The Hottie and the Nottie Sucks, but Not For the Reason You Think

The Paris Hilton vehicle The Hottie and the Nottie opened in theaters last weekend and took home approximately $9,000 dollars, making it possibly the biggest box office bomb of all time.

The basic plot is that Hilton, the hottie, is best friends with Christine Lakin, the nottie. A guy is in love with Hilton, but can’t get over how crappy looking her friend is. Then the friend has a super sweet extreme makeover, takes off her kilo of fug makeup, and becomes equally as hot as Hilton (if still brunette), at which point the guy realizes he’s been in love with the ugly duckling all along. Obviously this movie sucks b#lls, but plenty of reviewers take care to point out how offensive the message of this story is, placing all the girl’s value on her physical beauty and implying she can’t get love without it.

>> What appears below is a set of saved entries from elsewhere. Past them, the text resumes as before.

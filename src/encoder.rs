//! Result encoding.
//!
//! Turns collaborator outcomes into responses and writes the single
//! response line.

use std::fmt;
use std::io::{self, Write};

use pegasus_analyzers::{AnalyzerError, AnalyzerResult};
use pegasus_protocol::{BridgeError, BridgeResponse};
use serde::Serialize;
use serde_json::Value;

/// Serialize a result, falling back to its debug rendering as a JSON string
/// when it cannot be represented.
pub fn to_json_value<T: Serialize + fmt::Debug>(result: &T) -> Value {
    match serde_json::to_value(result) {
        Ok(value) => value,
        Err(error) => {
            tracing::debug!(%error, "result not serializable, falling back to text");
            Value::String(format!("{:?}", result))
        }
    }
}

/// Map a collaborator outcome onto a response.
///
/// Rejections are domain results and pass through as `{"error": ...}`;
/// faults propagate to the outer boundary.
pub fn outcome<T: Serialize + fmt::Debug>(result: AnalyzerResult<T>) -> Result<BridgeResponse, BridgeError> {
    match result {
        Ok(report) => Ok(BridgeResponse::success(to_json_value(&report))),
        Err(AnalyzerError::Rejected(message)) => Ok(BridgeResponse::rejected(message)),
        Err(AnalyzerError::Fault(message)) => Err(BridgeError::Collaborator(message)),
    }
}

/// Write the response as one JSON line and flush.
pub fn write_response<W: Write>(writer: &mut W, response: &BridgeResponse) -> io::Result<()> {
    let line = match response.to_json_line() {
        Ok(line) => line,
        Err(error) => BridgeResponse::execution_error(error)
            .to_json_line()
            .map_err(|e| io::Error::new(io::ErrorKind::InvalidData, e))?,
    };
    writeln!(writer, "{}", line)?;
    writer.flush()
}
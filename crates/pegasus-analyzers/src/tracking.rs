//! Device tracker.

use chrono::{DateTime, Utc};
use serde::{Deserialize, Serialize};

use crate::capability::{DeviceTracking, PhoneAnalysis};
use crate::data::ReferenceData;
use crate::error::AnalyzerResult;
use crate::phone::PhoneProcessor;

/// Result of `track_device`.
#[derive(Debug, Clone, PartialEq, Eq, Serialize, Deserialize)]
pub struct TrackingReport {
    pub phone: String,
    pub status: String,
    pub provider: String,
    pub timezone: String,
    pub message: String,
    pub timestamp: DateTime<Utc>,
}

/// Reference device tracker. Tracking is only initiated; no location is
/// resolved.
#[derive(Debug)]
pub struct DeviceTracker<'a> {
    data: &'a ReferenceData,
}

impl<'a> DeviceTracker<'a> {
    pub fn new(data: &'a ReferenceData) -> Self {
        Self { data }
    }
}

impl DeviceTracking for DeviceTracker<'_> {
    fn track_device(&self, phone: Option<&str>) -> AnalyzerResult<TrackingReport> {
        let profile = PhoneProcessor::new(self.data).analyze_phone(phone)?;
        Ok(TrackingReport {
            phone: profile.phone_number,
            status: "tracked".to_string(),
            provider: profile.provider,
            timezone: profile.timezone,
            message: "Device tracking initiated".to_string(),
            timestamp: Utc::now(),
        })
    }
}
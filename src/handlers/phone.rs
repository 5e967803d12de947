//! Phone processor handler.

use pegasus_analyzers::Toolkit;
use pegasus_protocol::{BridgeError, BridgeResponse};

use super::Arguments;
use crate::encoder::outcome;

/// `analyze_phone(phone)`
pub fn analyze_phone(args: &Arguments, toolkit: &dyn Toolkit) -> Result<BridgeResponse, BridgeError> {
    let processor = toolkit.phone_processor();
    outcome(processor.analyze_phone(args.get(0)))
}
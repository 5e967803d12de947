//! Diagnostic logging.
//!
//! Logs go to stderr only; stdout carries exactly one response line and
//! nothing else.

use std::io::{self, IsTerminal};

use once_cell::sync::OnceCell;
use tracing::{subscriber::SetGlobalDefaultError, Subscriber};
use tracing_subscriber::{fmt, EnvFilter};

use crate::config::{LogFormat, LoggingConfig};

/// Tracing target for dispatch events.
pub const DISPATCH_TARGET: &str = concat!(env!("CARGO_CRATE_NAME"), "::dispatch");

static TELEMETRY_GUARD: OnceCell<()> = OnceCell::new();

/// Errors encountered while configuring logging.
#[derive(Debug, thiserror::Error)]
pub enum TelemetryError {
    /// The configured filter directive does not parse.
    #[error("invalid log filter: {0}")]
    Filter(String),
    /// A global subscriber could not be installed.
    #[error("failed to install log subscriber: {0}")]
    Subscriber(SetGlobalDefaultError),
}

/// Install the global subscriber on first call; later calls are no-ops.
pub fn initialise(config: &LoggingConfig) -> Result<(), TelemetryError> {
    TELEMETRY_GUARD.get_or_try_init(|| install_subscriber(config)).map(|_| ())
}

fn install_subscriber(config: &LoggingConfig) -> Result<(), TelemetryError> {
    let filter = EnvFilter::try_new(&config.filter)
        .map_err(|error| TelemetryError::Filter(error.to_string()))?;

    let builder = |filter: EnvFilter| {
        fmt::Subscriber::builder()
            .with_env_filter(filter)
            .with_target(true)
            .with_writer(io::stderr)
            .with_ansi(io::stderr().is_terminal())
    };

    let subscriber: Box<dyn Subscriber + Send + Sync> = match config.format {
        LogFormat::Json => Box::new(builder(filter).json().flatten_event(true).finish()),
        LogFormat::Text => Box::new(builder(filter).finish()),
    };

    tracing::subscriber::set_global_default(subscriber).map_err(TelemetryError::Subscriber)
}

#[cfg(test)]
mod tests {
    use super::*;

    #[test]
    fn test_invalid_filter_rejected() {
        let config = LoggingConfig {
            filter: "pegasus_bridge=notalevel".to_string(),
            format: LogFormat::Text,
        };
        assert!(matches!(
            install_subscriber(&config),
            Err(TelemetryError::Filter(_))
        ));
    }

    #[test]
    fn test_initialise_is_idempotent() {
        let config = LoggingConfig::default();
        initialise(&config).unwrap();
        initialise(&config).unwrap();
    }
}
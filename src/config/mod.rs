//! Bridge configuration
//!
//! Layers, lowest precedence first:
//! 1. Built-in defaults
//! 2. Config file (`--config` or `PEGASUS_BRIDGE_CONFIG`)
//! 3. Environment overrides (`PEGASUS_BRIDGE_LOG`, `PEGASUS_BRIDGE_LOG_FORMAT`)

mod defaults;
mod effective;
mod merge;

pub use defaults::{LogFormat, LoggingConfig, DEFAULT_LOG_FILTER};
pub use effective::{
    BridgeConfig, ConfigError, ConfigOrigin, ConfigSource, EffectiveConfig, CONFIG_ENV,
    LOG_FILTER_ENV, LOG_FORMAT_ENV,
};
pub use merge::{deep_merge, merge_layers};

Well, this probably sounds a little cynical but, to me, the dumbed down, superficial comedy based on the Pygmalion template is just another cheap staple of cinema, like Taming of the Shrew stories (when romance based on a ruse or a game turns real) or Prodigal Son stories (when the reckless hero redeems himself but it’s too late to avert tragedy). I don’t defend the theme as valid – I’m with reviewers, the moral is stupid and counter to all reasonable values – but it’s as old as Western storytelling, and certainly as old as film: the boy and girl can’t get together until the weird one transforms from dowdy to beautiful, from unruly to well behaved. Can’t Buy Me Love, She’s All That, Princess Diaries – and it’s by no means restricted to sh!#ty movies, I mean Sabrina, Funny Face, I could even theorize that The Way We Were is based on this premise, except the girl eventually loses the guy because she won’t change. Beauty even wins out in the actual parable of the Ugly Duckling. The happy ending comes when the freakish looking bird grows up to be a fierce looking swan, not when he grows to accept that physical attractiveness is an arbitrary social construct, and what matters is who he is as a person.

Of course, I don’t mean any of this to imply that the general narrowness of American popular beauty standards isn’t worthy of all a reviewer’s ire and then some. It’s bulls#!t, but it’s perpetuated by so much more than a throwaway movie that Paris Hilton is rumored to have paid out of pocket to get a theatrical release for, because it was otherwise destined for direct-to-DVD. In fact, I tend to think that Hilton’s persona is horribly hinged on a sort of mean spirited, post modern celebration of everyone’s hatred for her. She receives loads of attention but is rarely spoken of in anything but a condescending – if not all out vindictive – manner by the media. She’s famous for being stupid, overly sexualized, and rich without having a job. It becomes a really decadent cycle (that’s decadent implying decay, not chocolate cake) because the media continues to promote her on this premise, while simultaneously mocking her for it.

The only person who doesn’t seem to be in on it is her, and if she’s playing dumb, it’s probably at a terrible cost. In that light, it seems like the Hottie and the Nottie promotes backward, destructive thinking no matter what your angle is. At least almost every movie goer in America appears to be doing the best possible thing by ignoring it.